**WHAT YOU HAVE TO DO:**
Below are some records. Return exactly the lines from the one with "pub struct DocumentId(u128);" to the one with "a raw u128 value", and nothing else.

[Saved entries]

◆ ◆ ◆ ◆ ◆

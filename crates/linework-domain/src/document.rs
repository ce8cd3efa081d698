//! Document identifiers assigned by the surrounding framework

use std::fmt;

/// Unique identifier for an artifact document based on UUIDv7
///
/// UUIDv7 provides:
/// - Chronological sortability for document listings
/// - 128-bit uniqueness
/// - No coordination required for distributed generation
#[derive(Debug, Clone, Copy, PartialEq, Eq, PartialOrd, Ord, Hash)]
pub struct DocumentId(u128);

impl DocumentId {
    /// Generate a new UUIDv7-based DocumentId
    ///
    /// # Examples
    ///
    /// ```
    /// use linework_domain::DocumentId;
    ///
    /// let id = DocumentId::new();
    /// assert!(id.value() > 0);
    /// ```
    pub fn new() -> Self {
        Self(uuid::Uuid::now_v7().as_u128())
    }

    /// Create a DocumentId from a raw u128 value
    pub fn from_value(value: u128) -> Self {
        Self(value)
    }

    /// Parse a DocumentId from a UUIDv7 string
    pub fn from_string(s: &str) -> Result<Self, String> {
        uuid::Uuid::parse_str(s)
            .map(|u| Self(u.as_u128()))
            .map_err(|e| format!("Invalid UUIDv7 string: {}", e))
    }

    /// Get the raw u128 value
    pub fn value(&self) -> u128 {
        self.0
    }
}

impl Default for DocumentId {
    fn default() -> Self {
        Self::new()
    }
}

impl fmt::Display for DocumentId {
    fn fmt(&self, f: &mut fmt::Formatter<'_>) -> fmt::Result {
        write!(f, "{}", uuid::Uuid::from_u128(self.0))
    }
}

◆ ◆ ◆ ◆ ◆

**WRITTEN RESPONSE:**
pub struct DocumentId(u128);

impl DocumentId {
    /// Generate a new UUIDv7-based DocumentId
    ///
    /// # Examples
    ///
    /// ```
    /// use linework_domain::DocumentId;
    ///
    /// let id = DocumentId::new();
    /// assert!(id.value() > 0);
    /// ```
    pub fn new() -> Self {
        Self(uuid::Uuid::now_v7().as_u128())
    }

    /// Create a DocumentId from a raw u128 value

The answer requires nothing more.